If you aren’t in when a bailiff visits, they cannot force their way in. They must give you a chance to let them in of your own accord and cannot try to get in without you knowing.

As mentioned above they are only allowed to make peaceful entry, which means it would be considered breaking and entering if you weren’t there.

What can bailiffs take?

It’s important to remember that bailiffs can’t take everything you own. There are some items that cannot be seized such as:

  • Clothing
  • Furniture
  • Bedding
  • Tools
  • Household goods such as your washing machine, oven or fridge
  • Things that don’t belong to you
  • Anything on hire purchase

In short, they can take things that are thought of as luxury items. This means things such as your TV, computer and jewellery can be seized and sold to pay back what you owe.

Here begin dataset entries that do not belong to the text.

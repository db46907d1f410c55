//! Layered configuration.
//!
//! Values are merged in order (later overrides earlier):
//! 1. Built-in defaults.
//! 2. A configuration file: the one passed explicitly, or
//!    `<config dir>/scripture/config.toml` if it exists. TOML, YAML and JSON
//!    are accepted, chosen by file extension.
//! 3. Environment variables prefixed with `SCRIPTURE_`, with `__` separating
//!    nested keys (`SCRIPTURE_CACHE__CAPACITY=64`).
//!
//! # Example
//!
//! ```toml
//! [corpus]
//! path = "/usr/share/scripture/kjv.sqlite"
//! verify_integrity = true
//!
//! [cache]
//! capacity = 32          # Chapters kept in memory
//!
//! [search]
//! max_results = 200
//! min_query_length = 3
//!
//! [preload]
//! chapters = ["Genesis 1", "John 3"]
//! ```

pub mod error;

use crate::error::{ErrorKind, Result};
use directories::ProjectDirs;
use exn::ResultExt;
use figment::Figment;
use figment::providers::{Env, Format, Json, Serialized, Toml, Yaml};
use scripture_corpus::ChapterRef;
use serde::{Deserialize, Serialize};
use std::path::{Path, PathBuf};

pub const ENV_PREFIX: &str = "SCRIPTURE_";
const CORPUS_FILE_NAME: &str = "bible.sqlite";
const CONFIG_FILE_NAME: &str = "config.toml";

fn project_dirs() -> Option<ProjectDirs> {
    ProjectDirs::from("", "", "scripture")
}

#[derive(Debug, Clone, PartialEq, Eq, Serialize, Deserialize)]
#[serde(default)]
pub struct CorpusConfig {
    /// Location of the bundled SQLite asset.
    pub path: PathBuf,
    /// Run `PRAGMA quick_check` when opening the asset.
    pub verify_integrity: bool,
}
impl Default for CorpusConfig {
    fn default() -> Self {
        let path = project_dirs()
            .map(|dirs| dirs.data_dir().join(CORPUS_FILE_NAME))
            .unwrap_or_else(|| PathBuf::from(CORPUS_FILE_NAME));
        Self { path, verify_integrity: true }
    }
}

#[derive(Debug, Clone, PartialEq, Eq, Serialize, Deserialize)]
#[serde(default)]
pub struct CacheConfig {
    /// Number of chapters kept in memory.
    pub capacity: usize,
}
impl Default for CacheConfig {
    fn default() -> Self {
        Self { capacity: 32 }
    }
}

#[derive(Debug, Clone, PartialEq, Eq, Serialize, Deserialize)]
#[serde(default)]
pub struct SearchConfig {
    pub max_results: usize,
    pub min_query_length: usize,
}
impl Default for SearchConfig {
    fn default() -> Self {
        Self { max_results: 200, min_query_length: 3 }
    }
}

#[derive(Debug, Clone, PartialEq, Eq, Serialize, Deserialize)]
#[serde(default)]
pub struct PreloadConfig {
    /// Chapters loaded into the cache ahead of time, as `"<book> <chapter>"`.
    pub chapters: Vec<String>,
}
impl Default for PreloadConfig {
    fn default() -> Self {
        Self { chapters: vec!["genesis 1".to_string()] }
    }
}

#[derive(Debug, Clone, Default, PartialEq, Eq, Serialize, Deserialize)]
#[serde(default)]
pub struct Config {
    pub corpus: CorpusConfig,
    pub cache: CacheConfig,
    pub search: SearchConfig,
    pub preload: PreloadConfig,
}

impl Config {
    /// The per-user configuration file, whether or not it exists.
    pub fn default_file() -> Option<PathBuf> {
        project_dirs().map(|dirs| dirs.config_dir().join(CONFIG_FILE_NAME))
    }

    /// Build the provider stack without extracting it.
    pub fn figment(file: Option<&Path>) -> Figment {
        let mut figment = Figment::from(Serialized::defaults(Config::default()));
        if let Some(file) = file {
            figment = match file.extension().and_then(|ext| ext.to_str()) {
                Some("yaml" | "yml") => figment.merge(Yaml::file(file)),
                Some("json") => figment.merge(Json::file(file)),
                _ => figment.merge(Toml::file(file)),
            };
        }
        figment.merge(Env::prefixed(ENV_PREFIX).split("__"))
    }

    /// Extract and validate.
    pub fn from_figment(figment: &Figment) -> Result<Self> {
        let config: Config = figment.extract().or_raise(|| ErrorKind::Load)?;
        config.validate()?;
        Ok(config)
    }

    /// Load configuration from `file`, or from [`default_file`](Self::default_file)
    /// when it is `None` (a missing default file is not an error).
    pub fn load(file: Option<&Path>) -> Result<Self> {
        let file = match file {
            Some(path) if !path.is_file() => exn::bail!(ErrorKind::FileNotFound(path.to_path_buf())),
            Some(path) => Some(path.to_path_buf()),
            None => Self::default_file().filter(|path| path.is_file()),
        };
        tracing::debug!(file = ?file, "Loading configuration");
        Self::from_figment(&Self::figment(file.as_deref()))
    }

    pub fn validate(&self) -> Result<()> {
        if self.cache.capacity == 0 {
            exn::bail!(ErrorKind::Invalid("cache.capacity must be greater than zero".to_string()));
        }
        if self.search.max_results == 0 {
            exn::bail!(ErrorKind::Invalid("search.max_results must be greater than zero".to_string()));
        }
        self.preload_chapters()?;
        Ok(())
    }

    /// Parsed [`PreloadConfig::chapters`].
    pub fn preload_chapters(&self) -> Result<Vec<ChapterRef>> {
        self.preload
            .chapters
            .iter()
            .map(|chapter| {
                chapter.parse::<ChapterRef>().map_err(|err| {
                    err.raise(ErrorKind::Invalid(format!("preload.chapters: not a chapter reference: {chapter:?}")))
                })
            })
            .collect()
    }
}

#[cfg(test)]
mod tests {
    use super::*;
    use figment::Jail;
    use rstest::rstest;
    use scripture_corpus::BookId;

    #[test]
    fn test_defaults() {
        let config = Config::default();
        assert!(config.validate().is_ok());
        assert_eq!(config.cache.capacity, 32);
        assert_eq!(config.search.max_results, 200);
        assert_eq!(config.search.min_query_length, 3);
        assert!(config.corpus.verify_integrity);
        assert_eq!(config.corpus.path.file_name().unwrap(), CORPUS_FILE_NAME);
        let preload = config.preload_chapters().unwrap();
        assert_eq!(preload, vec![ChapterRef::new(BookId::parse("genesis").unwrap(), 1)]);
    }

    #[test]
    fn test_file_then_environment() {
        Jail::expect_with(|jail| {
            jail.create_file(
                "scripture.toml",
                r#"
                    [cache]
                    capacity = 8

                    [preload]
                    chapters = ["John 3", "1 John 4"]
                "#,
            )?;
            jail.set_env("SCRIPTURE_SEARCH__MIN_QUERY_LENGTH", "4");
            jail.set_env("SCRIPTURE_CORPUS__PATH", "/srv/kjv.sqlite");
            let config = Config::load(Some(Path::new("scripture.toml"))).map_err(|err| (*err).to_string())?;
            assert_eq!(config.cache.capacity, 8);
            assert_eq!(config.search.min_query_length, 4);
            assert_eq!(config.corpus.path, PathBuf::from("/srv/kjv.sqlite"));
            assert_eq!(config.preload_chapters().map_err(|err| (*err).to_string())?.len(), 2);
            // Untouched keys keep their defaults.
            assert_eq!(config.search.max_results, 200);
            assert!(config.corpus.verify_integrity);
            Ok(())
        });
    }

    #[rstest]
    #[case("scripture.yaml", "search:\n  max_results: 5\n")]
    #[case("scripture.json", r#"{"search": {"max_results": 5}}"#)]
    #[case("scripture.toml", "[search]\nmax_results = 5\n")]
    fn test_file_formats(#[case] name: &str, #[case] contents: &str) {
        let dir = tempfile::tempdir().unwrap();
        let path = dir.path().join(name);
        std::fs::write(&path, contents).unwrap();
        let config = Config::from_figment(&Config::figment(Some(&path))).unwrap();
        assert_eq!(config.search.max_results, 5);
    }

    #[test]
    fn test_missing_explicit_file() {
        let dir = tempfile::tempdir().unwrap();
        let path = dir.path().join("nope.toml");
        let err = Config::load(Some(&path)).unwrap_err();
        assert_eq!(*err, ErrorKind::FileNotFound(path));
    }

    #[test]
    fn test_wrong_type_fails_to_load() {
        let dir = tempfile::tempdir().unwrap();
        let path = dir.path().join("scripture.toml");
        std::fs::write(&path, "[cache]\ncapacity = \"lots\"\n").unwrap();
        let err = Config::from_figment(&Config::figment(Some(&path))).unwrap_err();
        assert_eq!(*err, ErrorKind::Load);
    }

    #[rstest]
    #[case("[cache]\ncapacity = 0\n")]
    #[case("[search]\nmax_results = 0\n")]
    #[case("[preload]\nchapters = [\"Hezekiah 1\"]\n")]
    #[case("[preload]\nchapters = [\"Genesis\"]\n")]
    #[case("[preload]\nchapters = [\"Genesis 0\"]\n")]
    fn test_invalid_values(#[case] contents: &str) {
        let dir = tempfile::tempdir().unwrap();
        let path = dir.path().join("scripture.toml");
        std::fs::write(&path, contents).unwrap();
        let err = Config::from_figment(&Config::figment(Some(&path))).unwrap_err();
        assert!(matches!(&*err, ErrorKind::Invalid(_)));
    }
}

Can a bailiff take my car?

When it comes to your car, the rule goes that bailiffs can take this. It’s important to note, however, that even if you don’t let a bailiff in your home and your car is parked outside, then they can put a clamp on it or simply take it.

However, there are exceptions to this. Your car cannot be taken if:

  • It’s is necessary for your job
  • The car is paid for through hire purchase (finance)
  • You live in it (i.e. if it’s a motorhome, houseboat or caravan)
  • You are disabled and hold the blue badge for your car

If you’re worried that they make take your car, you can move it a few streets down, park it in your garage and keep it locked or simply make sure it’s not there when they arrive.

Can a bailiff refuse a payment plan?

Unfortunately, bailiffs do not have to accept a payment plan and can refuse what you offer.

It’s important to offer them an amount that you can afford, and even if this is refused you should still try and pay. This will help make it easier to come to an agreement.

You can also speak to the lender in question to try and come to an arrangement with them instead. They may be more willing to accept what you’re offering and get the debt sorted sooner rather than later.

For those who have county or high court debts, there’s also the option of applying to the court to decide your payments. You can usually find this out from the letter that a bailiff will send you.

How many times can a bailiff visit?

There is no set amount of times that a bailiff can come visit your home. If you are able to avoid them when they come to visit, they will likely return a number of times to try to speak to you and collect payment.

In the end, if they have tried quite a few times and been unsuccessful, they will take the warrant back to the court or council. However, we advise to try and make arrangements with the agents or the lender as soon as possible.

Can bailiffs take my belongings for someone else’s debt?

If bailiffs are at your door for a debt that isn’t yours, then they cannot take anything. However, if the person they are looking for owns things within your house – either jointly or fully – then these can still be taken.

The best thing to do in these situations is to ask the bailiff for the details of the debt or contact their office to explain the situation. You will likely be asked to prove that you aren’t the owner of the debt, which will mean you’ll need to provide ID or a letter that confirms you are not the person they’re chasing.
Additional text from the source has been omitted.